Five years later, federal agents in Chicago reopened the case, this time following a trail of fraud. According to the indictment, they discovered that Bailey had sold nags not only to Brach but to at least 12 other women in the Chicago area. He found his marks by running lonely-hearts ads in suburban papers, romancing the rich widows and divorcees long enough to sell them worthless horses at inflated prices, prosecutors charged. U.S. attorneys surmise that Brach had learned of Bailey’s con and that she may have been killed when she threatened to turn him in.

In the course of investigating Bailey, the Feds found an informant who also knew about the insurance scams and led them to Tommy Burns, who was known as “The Sandman” because of his rumored skill at killing horses in a way that made it look like their deaths were caused by colic.
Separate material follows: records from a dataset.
use crate::utils::error::{AdminError, Result};
use regex::Regex;
use std::sync::LazyLock;

pub trait Validate {
    fn validate(&self) -> Result<()>;
}

// local@domain.tld，與表單層的 EmailField 檢查一致
static EMAIL_RE: LazyLock<Regex> = LazyLock::new(|| {
    Regex::new(r"^[A-Za-z0-9.!#$%&'*+/=?^_`{|}~-]+@[A-Za-z0-9](?:[A-Za-z0-9-]*[A-Za-z0-9])?(?:\.[A-Za-z0-9](?:[A-Za-z0-9-]*[A-Za-z0-9])?)+$")
        .expect("email pattern is a valid regex")
});

pub fn is_valid_email(value: &str) -> bool {
    EMAIL_RE.is_match(value)
}

pub fn validate_path(field_name: &str, path: &str) -> Result<()> {
    if path.is_empty() {
        return Err(AdminError::InvalidConfigValueError {
            field: field_name.to_string(),
            value: path.to_string(),
            reason: "Path cannot be empty".to_string(),
        });
    }

    if path.contains('\0') {
        return Err(AdminError::InvalidConfigValueError {
            field: field_name.to_string(),
            value: path.to_string(),
            reason: "Path contains null bytes".to_string(),
        });
    }

    Ok(())
}

pub fn validate_file_extension(field_name: &str, file: &str, allowed_extensions: &[&str]) -> Result<()> {
    match std::path::Path::new(file)
        .extension()
        .and_then(|ext| ext.to_str())
    {
        Some(extension) if allowed_extensions.contains(&extension) => Ok(()),
        Some(extension) => Err(AdminError::InvalidConfigValueError {
            field: field_name.to_string(),
            value: file.to_string(),
            reason: format!(
                "Unsupported file extension: {}. Allowed extensions: {}",
                extension,
                allowed_extensions.join(", ")
            ),
        }),
        None => Err(AdminError::InvalidConfigValueError {
            field: field_name.to_string(),
            value: file.to_string(),
            reason: "File has no extension or invalid filename".to_string(),
        }),
    }
}

pub fn validate_non_empty_string(field_name: &str, value: &str) -> Result<()> {
    if value.trim().is_empty() {
        return Err(AdminError::InvalidConfigValueError {
            field: field_name.to_string(),
            value: value.to_string(),
            reason: "Value cannot be empty or whitespace-only".to_string(),
        });
    }
    Ok(())
}

pub fn validate_one_of(field_name: &str, value: &str, allowed: &[&str]) -> Result<()> {
    if !allowed.contains(&value) {
        return Err(AdminError::InvalidConfigValueError {
            field: field_name.to_string(),
            value: value.to_string(),
            reason: format!("Valid values: {}", allowed.join(", ")),
        });
    }
    Ok(())
}

#[cfg(test)]
mod tests {
    use super::*;

    #[test]
    fn test_is_valid_email() {
        assert!(is_valid_email("alice@example.com"));
        assert!(is_valid_email("a.b+tag@cs.uni.edu"));
        assert!(!is_valid_email("alice"));
        assert!(!is_valid_email("alice@"));
        assert!(!is_valid_email("alice@localhost"));
        assert!(!is_valid_email("al ice@example.com"));
        assert!(!is_valid_email("alice@@example.com"));
    }

    #[test]
    fn test_validate_path() {
        assert!(validate_path("database.data_dir", "./data").is_ok());
        assert!(validate_path("database.data_dir", "").is_err());
        assert!(validate_path("database.data_dir", "da\0ta").is_err());
    }

    #[test]
    fn test_validate_file_extension() {
        assert!(validate_file_extension("database.file_name", "db.json", &["json"]).is_ok());
        assert!(validate_file_extension("database.file_name", "db.txt", &["json"]).is_err());
        assert!(validate_file_extension("database.file_name", "db", &["json"]).is_err());
    }

    #[test]
    fn test_validate_one_of() {
        assert!(validate_one_of("admin.default_format", "csv", &["table", "csv"]).is_ok());
        let err = validate_one_of("admin.default_format", "xml", &["table", "csv"]).unwrap_err();
        assert!(err.to_string().contains("table, csv"));
    }
}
Authorities had Burns under surveillance one night in 1991 when he and an accomplice broke the leg of a show horse named Streetwise, owned by Donna Brown, wife of the respected trainer Buddy Brown. Caught red-handed, Burns started talking: Donna Brown paid him to cripple the horse so that she could collect on a $25,000 insurance policy, according to the indictment. Burns also led the Feds to other players who he said paid him to kill their horses to collect on inflated insurance policies or to cover their losses. According to the indictment, Lindemann paid Burns $25,000 to kill a show horse named Charisma. Paul Valliere, a top trainer from Rhode Island, is charged with hiring Burns to kill another show horse, Roseau Platiere, for $5,000. Valliere allegedly left a check for the first installment under the cushioned seat of a golf cart next to his stable in North Smithfield. Later that night the horse was dead.

Burns’s allegations will be weighed against his reputation as a criminal – and he himself faces charges in the death of Streetwise. Lindemann’s lawyer, Jay Goldberg, says his client is innocent – and charges that Burns once tried to extort money from Lindemann. Brown and Valliere could not be reached for comment. But another of those charged in the sweeping federal indictments told Newsweek, “I believe it all.” The source, who, fearing retribution, asked for anonymity, admitted having taken part in a scheme to have a horse killed. “To find the self-forgiveness for that has been a major thing in my life.”

To date, Bailey alone has been arrested, and he is charged only with conspiring to murder Brach, an allegation he denied last week. Federal authorities have yet to say who actually committed the murder, or reveal how it was done. More indictments are expected. Prosecutors still have to explain in court just how the seedy side of the horse world figured in the death of a lonely widow.